Homme comme tous les autres, il n’est pas connu, nous ne le
connaissons pas, nous ne l’avons jamais vu. Homme du premier siècle, enfoui
sans l’anonymat des siècles, nous ne le connaissons pas. Mais nous le
reconnaissons aujourd’hui, dans la vie de ce monde, comme celui sur qui repose
la puissance de vie de l’Esprit.
Nous sommes disciples de Jésus comme Jean, parce que nous
sommes les témoins, nous rendons témoignage, de la puissance de vie, ici et
maintenant, de l’homme sur qui repose l’Esprit qui donne la vie. Notre mission,
en ce monde, consiste précisément en cela, désigner celui sur qui repose
l’Esprit qui donne la vie, désigner en ce monde, la puissance de vie, qui ne
peut être que celle de l’Esprit.

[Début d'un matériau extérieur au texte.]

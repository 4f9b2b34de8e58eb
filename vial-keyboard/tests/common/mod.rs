//! Scripted keyboard used by the integration tests
//!
//! `FakeKeyboard` answers the VIA, Vial and sval requests the keyboard
//! layer issues, from in-memory state.

#![allow(dead_code)]

use std::collections::BTreeMap;
use std::sync::Arc;

use vial_transport::mock::{report, MockTransport};
use vial_transport::protocol::MSG_LEN;
use vial_transport::TransportError;

pub const KBID: u64 = 0x5A1B_0A4D_0000_0042;

pub struct FakeKeyboard {
    pub rows: usize,
    pub cols: usize,
    pub layers: u8,
    pub vial_proto: u32,
    /// Flat keymap, `layers * rows * cols` codes
    pub keymap: Vec<u16>,
    /// xz-compressed definition
    pub definition: Vec<u8>,
    pub sval: bool,
    pub qsids: Vec<u16>,
    pub settings: BTreeMap<u16, u32>,
    pub pressed: Vec<(usize, usize)>,
    pub macro_count: u8,
    pub macro_buffer: Vec<u8>,
}

pub fn xz(text: &str) -> Vec<u8> {
    let mut input = text.as_bytes();
    let mut out = Vec::new();
    lzma_rs::xz_compress(&mut input, &mut out).unwrap();
    out
}

impl FakeKeyboard {
    pub fn new(rows: usize, cols: usize, layers: u8) -> Self {
        let definition = serde_json::json!({
            "name": "Fake Board",
            "matrix": { "rows": rows, "cols": cols },
            "customKeycodes": [
                { "name": "SV_LEFT_DPI_INC", "title": "Increase Left DPI", "shortName": "LDPI+" }
            ],
            "layouts": { "keymap": [] }
        });
        let cells = usize::from(layers) * rows * cols;
        Self {
            rows,
            cols,
            layers,
            vial_proto: 6,
            keymap: (0..cells).map(|i| 0x0004 + i as u16).collect(),
            definition: xz(&definition.to_string()),
            sval: false,
            qsids: Vec::new(),
            settings: BTreeMap::new(),
            pressed: Vec::new(),
            macro_count: 3,
            macro_buffer: (0..40u8).collect(),
        }
    }

    pub fn with_sval(mut self) -> Self {
        self.sval = true;
        self
    }

    fn buffer_window(data: &[u8], req: &[u8]) -> Vec<u8> {
        let offset = usize::from(u16::from_be_bytes([req[1], req[2]]));
        let size = usize::from(req[3]);
        let mut resp = report(&req[..4]);
        for i in 0..size {
            resp[4 + i] = data.get(offset + i).copied().unwrap_or(0);
        }
        resp
    }

    fn settings_page(&self, cur: usize) -> Vec<u8> {
        let mut words: Vec<u16> = self.qsids.iter().skip(cur).take(16).copied().collect();
        if words.len() < 16 {
            words.push(0xFFFF);
        }
        let bytes: Vec<u8> = words.iter().flat_map(|w| w.to_le_bytes()).collect();
        report(&bytes)
    }

    fn matrix_state(&self) -> Vec<u8> {
        let row_bytes = self.cols.div_ceil(8);
        let mut resp = report(&[0x02, 0x03]);
        for &(row, col) in &self.pressed {
            resp[2 + row * row_bytes + col / 8] |= 1 << (col % 8);
        }
        resp
    }

    pub fn respond(&mut self, req: &[u8]) -> Result<Vec<u8>, TransportError> {
        Ok(match req[0] {
            0x01 => report(&[0x01, 0x00, 0x09]),
            0x02 if req[1] == 0x03 => self.matrix_state(),
            0x05 => {
                let (layer, row, col) = (req[1] as usize, req[2] as usize, req[3] as usize);
                let idx = layer * self.rows * self.cols + row * self.cols + col;
                self.keymap[idx] = u16::from_be_bytes([req[4], req[5]]);
                req.to_vec()
            }
            0x0C => report(&[0x0C, self.macro_count]),
            0x0D => {
                let [hi, lo] = (self.macro_buffer.len() as u16).to_be_bytes();
                report(&[0x0D, hi, lo])
            }
            0x0E => Self::buffer_window(&self.macro_buffer, req),
            0x11 => report(&[0x11, self.layers]),
            0x12 => {
                let bytes: Vec<u8> = self.keymap.iter().flat_map(|k| k.to_be_bytes()).collect();
                Self::buffer_window(&bytes, req)
            }
            0xFE => self.respond_vial(req),
            0xEE if self.sval => self.respond_sval(req)?,
            _ => req.to_vec(),
        })
    }

    fn respond_vial(&mut self, req: &[u8]) -> Vec<u8> {
        match req[1] {
            0x00 => {
                let mut resp = self.vial_proto.to_le_bytes().to_vec();
                resp.extend_from_slice(&KBID.to_le_bytes());
                report(&resp)
            }
            0x01 => report(&(self.definition.len() as u32).to_le_bytes()),
            0x02 => {
                let block = u32::from_le_bytes([req[2], req[3], req[4], req[5]]) as usize;
                let start = (block * MSG_LEN).min(self.definition.len());
                let end = (start + MSG_LEN).min(self.definition.len());
                report(&self.definition[start..end])
            }
            0x09 => {
                let cur = usize::from(u16::from_le_bytes([req[2], req[3]]));
                self.settings_page(cur)
            }
            0x0A => {
                let qsid = u16::from_le_bytes([req[2], req[3]]);
                match self.settings.get(&qsid) {
                    Some(value) => {
                        let mut resp = vec![0u8];
                        resp.extend_from_slice(&value.to_le_bytes());
                        report(&resp)
                    }
                    None => report(&[1]),
                }
            }
            0x0B => {
                let qsid = u16::from_le_bytes([req[2], req[3]]);
                let value = u32::from_le_bytes([req[4], req[5], req[6], req[7]]);
                self.settings.insert(qsid, value);
                report(&[0])
            }
            0x0D => report(&[4, 8, 2]),
            _ => req.to_vec(),
        }
    }

    fn respond_sval(&self, req: &[u8]) -> Result<Vec<u8>, TransportError> {
        match req[1] {
            0x01 => Ok(report(b"sval\x01\x00\x00\x00")),
            0x02 => Ok(report(b"sval-fw-2.1")),
            0x10 if req[2] < self.layers => {
                let layer = req[2];
                Ok(report(&[layer * 10, 200, 255]))
            }
            0x10 => Err(TransportError::Communication("layer out of range".into())),
            _ => Ok(req.to_vec()),
        }
    }

    pub fn into_transport(mut self) -> Arc<MockTransport> {
        Arc::new(MockTransport::new(move |req| self.respond(req)))
    }
}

Et où est-il cet homme, si ce n’est où il y a
libération ? Où le reconnaîtrons-nous, lui que nous ne connaissons pas, si
ce n’est là où il y a vie ?
Notre profession de foi ne consiste pas en la promotion de
valeurs ou l’adhésion à un credo, aussi pertinent soit-il. Elle est toute
entière un repérage de la vie, de la vie libérée, sauvée, une désignation de la
libération, du salut. Où la vie prend-elle ? Où l’Esprit trouve-t-il à
donner vie ? Où la vie est-elle empêchée pour que nous dépêchions à y
porter l’agneau de Dieu qui enlève le péché du monde, pour que nous dépêchions par
notre prière, nos cris pour dénoncer, et nos bras pour soigner, l’agneau de Dieu
qui enlève le péché du monde ?
Reconnaître Jésus, comme le Baptiste, paraîtra peut-être alors
à certains comme une œuvre seulement humanitaire, bien loin d’une explicite confession
de foi. Ne nous laissons pas abuser. Reconnaître la puissance de vie du Sauveur,
c’est considérer chacun en ce monde comme frère. Mais si tous sont frères, c’est
qu’il n’y a qu’un seul Père, et si tous sont fils de cet unique Père, c’est
parce que celui sur qui repose l’Esprit-qui-donne-la-vie est le fils. Non pas
le fils en soi, mais le fils pour nous, celui que nous confessons comme l’agneau
de Dieu qui enlève le péché du monde.
Reconnaître celui sur qui repose l’Esprit, la puissance de
vie, c’est bien reconnaître le Fils de Dieu, comme le dit le Baptiste, mais
cela n’est pas un savoir, une connaissance (je ne le connaissais pas), mais l’engagement,
comme le Baptiste, à être témoin de sa puissance de vie, de libération, de
salut.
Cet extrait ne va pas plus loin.